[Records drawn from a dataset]
--- --- ---

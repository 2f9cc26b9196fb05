//! Monitoring page data and the aggregates derived from it.
//!
//! DESIGN
//! ======
//! One snapshot is read from the repository per page load. Everything the
//! page displays (KPIs, chart series, filtered lists) is derived from that
//! snapshot plus the cluster filter, so changing the filter never refetches.

use std::collections::BTreeMap;

use charts::{Series, SeriesPoint};
use inventory::{
    Cluster, HeterogeneousResource, InventoryError, InventoryRepository, MetricKind, MetricPoint, Node, NodeStatus,
    Task,
};

#[cfg(test)]
#[path = "monitoring_test.rs"]
mod monitoring_test;

/// Filter value that selects every cluster.
pub const ALL_CLUSTERS: &str = "all";

/// KPI alert thresholds, in percent.
pub const GPU_ALERT_PERCENT: u32 = 90;
pub const CPU_ALERT_PERCENT: u32 = 85;
pub const MEMORY_ALERT_PERCENT: u32 = 85;
pub const STORAGE_ALERT_PERCENT: u32 = 90;

/// Series color for a metric.
#[must_use]
pub fn metric_color(kind: MetricKind) -> &'static str {
    match kind {
        MetricKind::Cpu => "#1B58F4",
        MetricKind::Memory => "#6366f1",
        MetricKind::Gpu => "#EF4444",
        MetricKind::Storage => "#10B981",
    }
}

#[must_use]
pub fn to_series_points(points: &[MetricPoint]) -> Vec<SeriesPoint> {
    points.iter().map(|p| SeriesPoint::new(p.time.clone(), p.value)).collect()
}

/// Everything the monitoring page reads from the repository.
#[derive(Clone, Debug, Default, PartialEq)]
pub struct MonitoringSnapshot {
    pub clusters: Vec<Cluster>,
    /// Nodes keyed by cluster id.
    pub nodes: BTreeMap<String, Vec<Node>>,
    pub metrics: BTreeMap<MetricKind, Vec<MetricPoint>>,
    pub accelerators: Vec<HeterogeneousResource>,
    pub tasks: Vec<Task>,
}

impl MonitoringSnapshot {
    pub fn read(repo: &dyn InventoryRepository) -> Self {
        let clusters = repo.clusters();
        let nodes = clusters.iter().map(|c| (c.id.clone(), repo.nodes(&c.id))).collect();
        let metrics = MetricKind::ALL.into_iter().map(|kind| (kind, repo.metrics(kind))).collect();
        Self { clusters, nodes, metrics, accelerators: repo.accelerators(), tasks: repo.tasks() }
    }
}

/// Aggregate node utilization, each a rounded percentage.
#[derive(Clone, Copy, Debug, Default, PartialEq, Eq)]
pub struct NodeStats {
    pub cpu_percent: u32,
    pub memory_percent: u32,
    pub storage_percent: u32,
    pub health_percent: u32,
    pub ready: usize,
    pub total: usize,
}

impl NodeStats {
    /// Mean of per-node ratios. An empty set reports zeros.
    #[must_use]
    pub fn from_nodes(nodes: &[Node]) -> Self {
        let total = nodes.len();
        if total == 0 {
            return Self::default();
        }
        let ready = nodes.iter().filter(|n| n.status == NodeStatus::Ready).count();
        let mean = |pick: fn(&Node) -> (u32, u32)| {
            let sum: f64 = nodes
                .iter()
                .map(|n| {
                    let (used, cap) = pick(n);
                    if cap == 0 { 0.0 } else { f64::from(used) / f64::from(cap) }
                })
                .sum();
            #[allow(clippy::cast_precision_loss)]
            let avg = sum / total as f64;
            round_percent(avg)
        };
        #[allow(clippy::cast_precision_loss)]
        let health = ready as f64 / total as f64;
        Self {
            cpu_percent: mean(|n| (n.cpu.used, n.cpu.total)),
            memory_percent: mean(|n| (n.mem.used, n.mem.total)),
            storage_percent: mean(|n| (n.storage.used, n.storage.total)),
            health_percent: round_percent(health),
            ready,
            total,
        }
    }
}

#[allow(clippy::cast_possible_truncation, clippy::cast_sign_loss)]
fn round_percent(ratio: f64) -> u32 {
    (ratio * 100.0).round().clamp(0.0, 100.0) as u32
}

#[derive(Clone, Debug, PartialEq)]
pub struct MonitoringState {
    pub data: MonitoringSnapshot,
    pub loading: bool,
    pub error: Option<String>,
    /// Cluster id, or [`ALL_CLUSTERS`].
    pub cluster_filter: String,
}

impl Default for MonitoringState {
    fn default() -> Self {
        Self {
            data: MonitoringSnapshot::default(),
            loading: true,
            error: None,
            cluster_filter: ALL_CLUSTERS.to_owned(),
        }
    }
}

impl MonitoringState {
    pub fn finish_load(&mut self, result: Result<MonitoringSnapshot, InventoryError>) {
        self.loading = false;
        match result {
            Ok(data) => {
                self.data = data;
                self.error = None;
            }
            Err(e) => self.error = Some(e.to_string()),
        }
    }

    /// Switch the filter; unknown cluster ids fall back to all clusters.
    pub fn set_cluster_filter(&mut self, cluster_id: &str) {
        let known = self.data.clusters.iter().any(|c| c.id == cluster_id);
        self.cluster_filter = if known { cluster_id.to_owned() } else { ALL_CLUSTERS.to_owned() };
    }

    fn selected_cluster(&self) -> Option<&Cluster> {
        self.data.clusters.iter().find(|c| c.id == self.cluster_filter)
    }

    #[must_use]
    pub fn visible_nodes(&self) -> Vec<Node> {
        match self.selected_cluster() {
            Some(cluster) => self.data.nodes.get(&cluster.id).cloned().unwrap_or_default(),
            None => self.data.nodes.values().flatten().cloned().collect(),
        }
    }

    #[must_use]
    pub fn visible_accelerators(&self) -> Vec<HeterogeneousResource> {
        match self.selected_cluster() {
            Some(cluster) => self
                .data
                .accelerators
                .iter()
                .filter(|a| a.cluster_name == cluster.display_name)
                .cloned()
                .collect(),
            None => self.data.accelerators.clone(),
        }
    }

    #[must_use]
    pub fn node_stats(&self) -> NodeStats {
        NodeStats::from_nodes(&self.visible_nodes())
    }

    /// Newest sample of a metric, rounded to a whole percent.
    #[must_use]
    pub fn latest_percent(&self, kind: MetricKind) -> Option<u32> {
        let point = self.data.metrics.get(&kind)?.last()?;
        Some(round_percent(point.value / 100.0))
    }

    #[must_use]
    pub fn metric_points(&self, kind: MetricKind) -> Vec<SeriesPoint> {
        self.data.metrics.get(&kind).map(|p| to_series_points(p)).unwrap_or_default()
    }

    /// CPU, memory and GPU history as one multi-series chart input.
    #[must_use]
    pub fn trend_series(&self) -> Vec<Series> {
        [MetricKind::Cpu, MetricKind::Memory, MetricKind::Gpu]
            .into_iter()
            .map(|kind| Series::new(kind.key(), kind.label(), metric_color(kind), self.metric_points(kind)))
            .collect()
    }
}
#![recursion_limit = "256"]

mod config;
mod routes;

use leptos::prelude::get_configuration;

#[tokio::main]
async fn main() {
    let dotenv = dotenvy::dotenv();
    tracing_subscriber::fmt::init();
    if let Err(e) = dotenv {
        if !e.not_found() {
            tracing::warn!(error = %e, "failed to load .env");
        }
    }

    let config = config::ServerConfig::from_env().expect("invalid server configuration");
    let leptos = get_configuration(None).expect("leptos configuration");

    let app = routes::app(leptos.leptos_options);
    let addr = config.socket_addr();
    let listener = tokio::net::TcpListener::bind(addr).await.expect("failed to bind");

    tracing::info!(%addr, "compute console listening");
    axum::serve(listener, app).await.expect("server failed");
}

--- --- ---

Task objective:
The records above need to be returned in full, with nothing altered.

Output of the exercise:
repository 2f9cc26b9196fb05
//! Monitoring page data and the aggregates derived from it.
//!
//! DESIGN
//! ======
//! One snapshot is read from the repository per page load. Everything the
//! page displays (KPIs, chart series, filtered lists) is derived from that
//! snapshot plus the cluster filter, so changing the filter never refetches.

use std::collections::BTreeMap;

use charts::{Series, SeriesPoint};
use inventory::{
    Cluster, HeterogeneousResource, InventoryError, InventoryRepository, MetricKind, MetricPoint, Node, NodeStatus,
    Task,
};

#[cfg(test)]
#[path = "monitoring_test.rs"]
mod monitoring_test;

/// Filter value that selects every cluster.
pub const ALL_CLUSTERS: &str = "all";

/// KPI alert thresholds, in percent.
pub const GPU_ALERT_PERCENT: u32 = 90;
pub const CPU_ALERT_PERCENT: u32 = 85;
pub const MEMORY_ALERT_PERCENT: u32 = 85;
pub const STORAGE_ALERT_PERCENT: u32 = 90;

/// Series color for a metric.
#[must_use]
pub fn metric_color(kind: MetricKind) -> &'static str {
    match kind {
        MetricKind::Cpu => "#1B58F4",
        MetricKind::Memory => "#6366f1",
        MetricKind::Gpu => "#EF4444",
        MetricKind::Storage => "#10B981",
    }
}

#[must_use]
pub fn to_series_points(points: &[MetricPoint]) -> Vec<SeriesPoint> {
    points.iter().map(|p| SeriesPoint::new(p.time.clone(), p.value)).collect()
}

/// Everything the monitoring page reads from the repository.
#[derive(Clone, Debug, Default, PartialEq)]
pub struct MonitoringSnapshot {
    pub clusters: Vec<Cluster>,
    /// Nodes keyed by cluster id.
    pub nodes: BTreeMap<String, Vec<Node>>,
    pub metrics: BTreeMap<MetricKind, Vec<MetricPoint>>,
    pub accelerators: Vec<HeterogeneousResource>,
    pub tasks: Vec<Task>,
}

impl MonitoringSnapshot {
    pub fn read(repo: &dyn InventoryRepository) -> Self {
        let clusters = repo.clusters();
        let nodes = clusters.iter().map(|c| (c.id.clone(), repo.nodes(&c.id))).collect();
        let metrics = MetricKind::ALL.into_iter().map(|kind| (kind, repo.metrics(kind))).collect();
        Self { clusters, nodes, metrics, accelerators: repo.accelerators(), tasks: repo.tasks() }
    }
}

/// Aggregate node utilization, each a rounded percentage.
#[derive(Clone, Copy, Debug, Default, PartialEq, Eq)]
pub struct NodeStats {
    pub cpu_percent: u32,
    pub memory_percent: u32,
    pub storage_percent: u32,
    pub health_percent: u32,
    pub ready: usize,
    pub total: usize,
}

impl NodeStats {
    /// Mean of per-node ratios. An empty set reports zeros.
    #[must_use]
    pub fn from_nodes(nodes: &[Node]) -> Self {
        let total = nodes.len();
        if total == 0 {
            return Self::default();
        }
        let ready = nodes.iter().filter(|n| n.status == NodeStatus::Ready).count();
        let mean = |pick: fn(&Node) -> (u32, u32)| {
            let sum: f64 = nodes
                .iter()
                .map(|n| {
                    let (used, cap) = pick(n);
                    if cap == 0 { 0.0 } else { f64::from(used) / f64::from(cap) }
                })
                .sum();
            #[allow(clippy::cast_precision_loss)]
            let avg = sum / total as f64;
            round_percent(avg)
        };
        #[allow(clippy::cast_precision_loss)]
        let health = ready as f64 / total as f64;
        Self {
            cpu_percent: mean(|n| (n.cpu.used, n.cpu.total)),
            memory_percent: mean(|n| (n.mem.used, n.mem.total)),
            storage_percent: mean(|n| (n.storage.used, n.storage.total)),
            health_percent: round_percent(health),
            ready,
            total,
        }
    }
}

#[allow(clippy::cast_possible_truncation, clippy::cast_sign_loss)]
fn round_percent(ratio: f64) -> u32 {
    (ratio * 100.0).round().clamp(0.0, 100.0) as u32
}

#[derive(Clone, Debug, PartialEq)]
pub struct MonitoringState {
    pub data: MonitoringSnapshot,
    pub loading: bool,
    pub error: Option<String>,
    /// Cluster id, or [`ALL_CLUSTERS`].
    pub cluster_filter: String,
}

impl Default for MonitoringState {
    fn default() -> Self {
        Self {
            data: MonitoringSnapshot::default(),
            loading: true,
            error: None,
            cluster_filter: ALL_CLUSTERS.to_owned(),
        }
    }
}

impl MonitoringState {
    pub fn finish_load(&mut self, result: Result<MonitoringSnapshot, InventoryError>) {
        self.loading = false;
        match result {
            Ok(data) => {
                self.data = data;
                self.error = None;
            }
            Err(e) => self.error = Some(e.to_string()),
        }
    }

    /// Switch the filter; unknown cluster ids fall back to all clusters.
    pub fn set_cluster_filter(&mut self, cluster_id: &str) {
        let known = self.data.clusters.iter().any(|c| c.id == cluster_id);
        self.cluster_filter = if known { cluster_id.to_owned() } else { ALL_CLUSTERS.to_owned() };
    }

    fn selected_cluster(&self) -> Option<&Cluster> {
        self.data.clusters.iter().find(|c| c.id == self.cluster_filter)
    }

    #[must_use]
    pub fn visible_nodes(&self) -> Vec<Node> {
        match self.selected_cluster() {
            Some(cluster) => self.data.nodes.get(&cluster.id).cloned().unwrap_or_default(),
            None => self.data.nodes.values().flatten().cloned().collect(),
        }
    }

    #[must_use]
    pub fn visible_accelerators(&self) -> Vec<HeterogeneousResource> {
        match self.selected_cluster() {
            Some(cluster) => self
                .data
                .accelerators
                .iter()
                .filter(|a| a.cluster_name == cluster.display_name)
                .cloned()
                .collect(),
            None => self.data.accelerators.clone(),
        }
    }

    #[must_use]
    pub fn node_stats(&self) -> NodeStats {
        NodeStats::from_nodes(&self.visible_nodes())
    }

    /// Newest sample of a metric, rounded to a whole percent.
    #[must_use]
    pub fn latest_percent(&self, kind: MetricKind) -> Option<u32> {
        let point = self.data.metrics.get(&kind)?.last()?;
        Some(round_percent(point.value / 100.0))
    }

    #[must_use]
    pub fn metric_points(&self, kind: MetricKind) -> Vec<SeriesPoint> {
        self.data.metrics.get(&kind).map(|p| to_series_points(p)).unwrap_or_default()
    }

    /// CPU, memory and GPU history as one multi-series chart input.
    #[must_use]
    pub fn trend_series(&self) -> Vec<Series> {
        [MetricKind::Cpu, MetricKind::Memory, MetricKind::Gpu]
            .into_iter()
            .map(|kind| Series::new(kind.key(), kind.label(), metric_color(kind), self.metric_points(kind)))
            .collect()
    }
}
#![recursion_limit = "256"]

mod config;
mod routes;

use leptos::prelude::get_configuration;

#[tokio::main]
async fn main() {
    let dotenv = dotenvy::dotenv();
    tracing_subscriber::fmt::init();
    if let Err(e) = dotenv {
        if !e.not_found() {
            tracing::warn!(error = %e, "failed to load .env");
        }
    }

    let config = config::ServerConfig::from_env().expect("invalid server configuration");
    let leptos = get_configuration(None).expect("leptos configuration");

    let app = routes::app(leptos.leptos_options);
    let addr = config.socket_addr();
    let listener = tokio::net::TcpListener::bind(addr).await.expect("failed to bind");

    tracing::info!(%addr, "compute console listening");
    axum::serve(listener, app).await.expect("server failed");
}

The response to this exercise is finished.